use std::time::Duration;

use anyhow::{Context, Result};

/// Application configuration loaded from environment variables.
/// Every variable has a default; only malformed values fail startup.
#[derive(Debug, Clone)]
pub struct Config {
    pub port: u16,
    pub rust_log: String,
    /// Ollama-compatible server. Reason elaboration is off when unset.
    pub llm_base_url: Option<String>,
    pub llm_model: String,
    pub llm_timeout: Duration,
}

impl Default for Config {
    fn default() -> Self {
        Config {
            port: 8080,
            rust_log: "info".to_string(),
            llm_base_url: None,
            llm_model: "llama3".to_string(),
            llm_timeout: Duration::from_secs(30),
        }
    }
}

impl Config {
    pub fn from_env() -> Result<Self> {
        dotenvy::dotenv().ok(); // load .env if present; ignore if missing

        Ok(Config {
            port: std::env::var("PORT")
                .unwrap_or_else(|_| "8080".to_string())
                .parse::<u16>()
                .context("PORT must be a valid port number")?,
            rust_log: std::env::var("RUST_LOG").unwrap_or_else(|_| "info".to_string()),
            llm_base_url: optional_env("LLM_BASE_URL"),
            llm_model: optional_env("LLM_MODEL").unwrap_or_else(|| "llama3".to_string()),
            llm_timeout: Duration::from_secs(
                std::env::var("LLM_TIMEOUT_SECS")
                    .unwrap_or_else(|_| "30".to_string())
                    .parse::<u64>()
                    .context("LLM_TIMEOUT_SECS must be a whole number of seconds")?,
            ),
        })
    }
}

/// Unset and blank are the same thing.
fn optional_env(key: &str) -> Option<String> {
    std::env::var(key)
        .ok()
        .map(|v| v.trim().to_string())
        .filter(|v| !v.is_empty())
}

+-------+

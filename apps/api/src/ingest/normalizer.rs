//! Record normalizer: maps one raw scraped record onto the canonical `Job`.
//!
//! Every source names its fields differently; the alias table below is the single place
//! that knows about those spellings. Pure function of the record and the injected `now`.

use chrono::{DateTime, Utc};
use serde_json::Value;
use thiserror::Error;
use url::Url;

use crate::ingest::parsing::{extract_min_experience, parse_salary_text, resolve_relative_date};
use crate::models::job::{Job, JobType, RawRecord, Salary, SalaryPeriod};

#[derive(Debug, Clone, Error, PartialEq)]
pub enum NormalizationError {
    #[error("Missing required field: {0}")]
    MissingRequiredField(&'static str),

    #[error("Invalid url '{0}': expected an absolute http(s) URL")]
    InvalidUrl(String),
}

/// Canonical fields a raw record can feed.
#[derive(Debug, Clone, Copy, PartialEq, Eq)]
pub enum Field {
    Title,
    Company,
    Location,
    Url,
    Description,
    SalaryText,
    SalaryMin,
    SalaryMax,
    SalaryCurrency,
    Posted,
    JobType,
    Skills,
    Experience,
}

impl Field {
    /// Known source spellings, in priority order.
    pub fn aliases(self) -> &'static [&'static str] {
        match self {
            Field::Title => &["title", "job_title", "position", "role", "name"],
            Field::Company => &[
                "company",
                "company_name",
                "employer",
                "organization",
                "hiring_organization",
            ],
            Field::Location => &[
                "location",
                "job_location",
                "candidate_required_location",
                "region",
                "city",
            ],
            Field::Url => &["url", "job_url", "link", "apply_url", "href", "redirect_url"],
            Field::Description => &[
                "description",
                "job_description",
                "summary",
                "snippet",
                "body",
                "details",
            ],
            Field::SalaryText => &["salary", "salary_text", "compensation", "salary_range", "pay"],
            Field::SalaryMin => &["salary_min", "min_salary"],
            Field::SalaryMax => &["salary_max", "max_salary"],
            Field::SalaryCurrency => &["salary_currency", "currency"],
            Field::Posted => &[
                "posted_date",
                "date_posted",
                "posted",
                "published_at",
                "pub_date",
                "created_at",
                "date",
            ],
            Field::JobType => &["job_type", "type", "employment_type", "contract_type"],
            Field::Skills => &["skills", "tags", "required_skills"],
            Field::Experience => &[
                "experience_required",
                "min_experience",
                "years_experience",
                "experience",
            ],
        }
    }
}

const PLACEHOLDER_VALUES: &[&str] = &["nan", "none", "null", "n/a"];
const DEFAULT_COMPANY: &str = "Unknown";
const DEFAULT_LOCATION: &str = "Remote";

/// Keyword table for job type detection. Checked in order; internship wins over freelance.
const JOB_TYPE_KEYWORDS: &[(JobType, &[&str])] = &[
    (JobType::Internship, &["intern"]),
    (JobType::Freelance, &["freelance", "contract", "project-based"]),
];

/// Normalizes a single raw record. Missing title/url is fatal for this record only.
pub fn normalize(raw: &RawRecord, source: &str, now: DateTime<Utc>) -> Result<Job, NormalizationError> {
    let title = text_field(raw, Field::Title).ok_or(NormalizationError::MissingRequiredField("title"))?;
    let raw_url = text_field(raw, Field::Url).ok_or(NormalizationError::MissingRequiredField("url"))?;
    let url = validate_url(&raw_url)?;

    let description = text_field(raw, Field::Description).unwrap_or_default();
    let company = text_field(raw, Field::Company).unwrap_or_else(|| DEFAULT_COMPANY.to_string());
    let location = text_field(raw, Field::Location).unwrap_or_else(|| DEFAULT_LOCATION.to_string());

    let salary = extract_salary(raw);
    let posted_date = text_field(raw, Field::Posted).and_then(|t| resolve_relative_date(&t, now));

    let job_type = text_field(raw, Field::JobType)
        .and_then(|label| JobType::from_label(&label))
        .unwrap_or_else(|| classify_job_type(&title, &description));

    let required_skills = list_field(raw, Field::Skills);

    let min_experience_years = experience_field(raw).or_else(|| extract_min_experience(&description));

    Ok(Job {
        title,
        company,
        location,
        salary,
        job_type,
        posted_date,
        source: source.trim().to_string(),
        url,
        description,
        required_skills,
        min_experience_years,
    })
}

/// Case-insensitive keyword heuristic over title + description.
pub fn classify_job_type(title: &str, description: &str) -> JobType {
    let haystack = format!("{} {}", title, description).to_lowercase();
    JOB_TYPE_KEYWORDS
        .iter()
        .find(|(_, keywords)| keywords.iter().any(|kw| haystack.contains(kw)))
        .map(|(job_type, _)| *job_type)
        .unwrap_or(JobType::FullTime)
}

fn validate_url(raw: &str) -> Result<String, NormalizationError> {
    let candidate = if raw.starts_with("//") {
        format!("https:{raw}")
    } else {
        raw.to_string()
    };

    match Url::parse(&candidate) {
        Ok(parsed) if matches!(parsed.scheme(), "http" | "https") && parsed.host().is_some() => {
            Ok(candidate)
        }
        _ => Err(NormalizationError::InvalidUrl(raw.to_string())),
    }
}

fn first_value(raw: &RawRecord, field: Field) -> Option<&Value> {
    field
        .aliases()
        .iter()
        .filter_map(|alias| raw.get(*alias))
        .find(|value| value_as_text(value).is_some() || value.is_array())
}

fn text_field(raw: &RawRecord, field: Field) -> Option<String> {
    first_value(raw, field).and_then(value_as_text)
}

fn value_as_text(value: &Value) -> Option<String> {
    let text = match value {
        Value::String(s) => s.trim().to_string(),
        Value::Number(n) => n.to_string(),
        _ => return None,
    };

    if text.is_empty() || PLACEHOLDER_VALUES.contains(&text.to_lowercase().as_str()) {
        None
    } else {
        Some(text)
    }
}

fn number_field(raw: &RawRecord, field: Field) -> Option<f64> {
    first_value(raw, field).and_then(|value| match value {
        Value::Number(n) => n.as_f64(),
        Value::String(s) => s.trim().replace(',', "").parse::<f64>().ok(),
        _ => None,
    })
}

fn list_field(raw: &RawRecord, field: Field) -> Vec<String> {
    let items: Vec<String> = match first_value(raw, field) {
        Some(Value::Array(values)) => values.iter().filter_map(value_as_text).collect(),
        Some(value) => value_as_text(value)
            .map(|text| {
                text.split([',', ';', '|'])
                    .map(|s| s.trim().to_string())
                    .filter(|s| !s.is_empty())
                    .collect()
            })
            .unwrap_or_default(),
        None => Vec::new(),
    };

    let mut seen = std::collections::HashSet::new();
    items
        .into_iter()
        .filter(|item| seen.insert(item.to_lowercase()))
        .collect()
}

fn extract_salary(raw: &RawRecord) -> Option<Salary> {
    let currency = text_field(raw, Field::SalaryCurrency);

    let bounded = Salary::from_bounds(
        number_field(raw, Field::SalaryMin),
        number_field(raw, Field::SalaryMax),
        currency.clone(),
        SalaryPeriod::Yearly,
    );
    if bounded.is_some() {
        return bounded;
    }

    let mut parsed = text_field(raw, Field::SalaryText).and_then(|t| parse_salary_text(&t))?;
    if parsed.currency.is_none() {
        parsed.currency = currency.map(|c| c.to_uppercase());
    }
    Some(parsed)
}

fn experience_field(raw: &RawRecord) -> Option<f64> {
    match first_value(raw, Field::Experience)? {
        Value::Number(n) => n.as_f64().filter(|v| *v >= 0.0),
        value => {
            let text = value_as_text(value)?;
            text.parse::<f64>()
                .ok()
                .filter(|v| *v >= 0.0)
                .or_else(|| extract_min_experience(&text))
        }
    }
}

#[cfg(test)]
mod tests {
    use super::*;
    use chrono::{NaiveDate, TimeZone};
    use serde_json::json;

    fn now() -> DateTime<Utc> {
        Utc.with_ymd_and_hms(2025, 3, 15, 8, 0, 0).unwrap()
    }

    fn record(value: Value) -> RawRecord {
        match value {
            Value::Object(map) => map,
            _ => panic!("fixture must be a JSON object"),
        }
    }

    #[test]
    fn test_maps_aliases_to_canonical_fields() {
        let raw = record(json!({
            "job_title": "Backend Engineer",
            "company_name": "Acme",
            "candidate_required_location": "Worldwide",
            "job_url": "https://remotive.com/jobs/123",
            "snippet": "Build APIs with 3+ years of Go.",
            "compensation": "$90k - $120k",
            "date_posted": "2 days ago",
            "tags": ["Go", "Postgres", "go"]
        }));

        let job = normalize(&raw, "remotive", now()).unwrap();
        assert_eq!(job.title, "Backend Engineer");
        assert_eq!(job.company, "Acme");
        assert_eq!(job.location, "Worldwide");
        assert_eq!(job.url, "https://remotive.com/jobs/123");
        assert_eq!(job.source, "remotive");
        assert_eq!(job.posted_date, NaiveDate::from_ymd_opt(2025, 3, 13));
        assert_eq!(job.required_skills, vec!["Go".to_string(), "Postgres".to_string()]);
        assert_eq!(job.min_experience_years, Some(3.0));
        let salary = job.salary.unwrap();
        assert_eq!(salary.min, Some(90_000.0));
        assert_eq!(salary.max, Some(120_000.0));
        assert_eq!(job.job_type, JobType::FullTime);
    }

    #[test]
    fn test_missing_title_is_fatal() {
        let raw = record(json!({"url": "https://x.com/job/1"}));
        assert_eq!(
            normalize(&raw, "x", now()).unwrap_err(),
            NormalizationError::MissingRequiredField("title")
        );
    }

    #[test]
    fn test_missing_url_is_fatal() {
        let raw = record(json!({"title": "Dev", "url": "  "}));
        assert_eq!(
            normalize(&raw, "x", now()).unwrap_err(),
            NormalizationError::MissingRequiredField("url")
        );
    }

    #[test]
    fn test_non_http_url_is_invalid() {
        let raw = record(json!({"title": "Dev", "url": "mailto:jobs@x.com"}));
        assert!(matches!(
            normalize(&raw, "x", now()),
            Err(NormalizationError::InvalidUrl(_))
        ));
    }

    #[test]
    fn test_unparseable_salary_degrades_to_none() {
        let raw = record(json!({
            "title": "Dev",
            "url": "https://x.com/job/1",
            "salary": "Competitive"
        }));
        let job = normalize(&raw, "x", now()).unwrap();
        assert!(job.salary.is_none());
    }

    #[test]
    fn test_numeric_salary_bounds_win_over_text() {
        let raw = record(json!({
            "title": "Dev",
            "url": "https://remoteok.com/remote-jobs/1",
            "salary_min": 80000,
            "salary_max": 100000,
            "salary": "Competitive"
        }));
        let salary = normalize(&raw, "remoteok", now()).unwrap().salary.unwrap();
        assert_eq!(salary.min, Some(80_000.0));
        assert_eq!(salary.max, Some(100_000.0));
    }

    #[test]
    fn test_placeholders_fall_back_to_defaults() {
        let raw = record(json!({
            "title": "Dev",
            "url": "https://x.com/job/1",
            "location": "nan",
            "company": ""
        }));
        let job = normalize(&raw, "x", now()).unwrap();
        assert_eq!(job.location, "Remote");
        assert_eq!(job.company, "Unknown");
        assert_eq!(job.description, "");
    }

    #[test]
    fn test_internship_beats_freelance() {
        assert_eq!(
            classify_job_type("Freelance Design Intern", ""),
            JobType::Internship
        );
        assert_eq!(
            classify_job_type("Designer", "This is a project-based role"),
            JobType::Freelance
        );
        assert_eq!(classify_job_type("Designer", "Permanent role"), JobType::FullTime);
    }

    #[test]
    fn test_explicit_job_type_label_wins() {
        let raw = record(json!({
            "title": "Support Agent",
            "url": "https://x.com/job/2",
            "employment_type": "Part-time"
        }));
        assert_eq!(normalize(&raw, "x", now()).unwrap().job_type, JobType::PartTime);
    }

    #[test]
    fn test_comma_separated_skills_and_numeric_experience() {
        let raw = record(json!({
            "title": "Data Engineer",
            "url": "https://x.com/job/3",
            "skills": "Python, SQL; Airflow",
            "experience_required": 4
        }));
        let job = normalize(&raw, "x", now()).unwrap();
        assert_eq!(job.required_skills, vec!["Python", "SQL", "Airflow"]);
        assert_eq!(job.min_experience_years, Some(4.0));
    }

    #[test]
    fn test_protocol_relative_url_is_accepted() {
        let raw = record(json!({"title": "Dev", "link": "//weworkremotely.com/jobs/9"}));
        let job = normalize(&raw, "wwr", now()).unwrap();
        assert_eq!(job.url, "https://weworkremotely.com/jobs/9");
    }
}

+-------+

(YOUR OBJECTIVE)
Using the material above, filter for lines holding "bounded" and copy each one.

(REPLY)
    let bounded = Salary::from_bounds(
    if bounded.is_some() {
        return bounded;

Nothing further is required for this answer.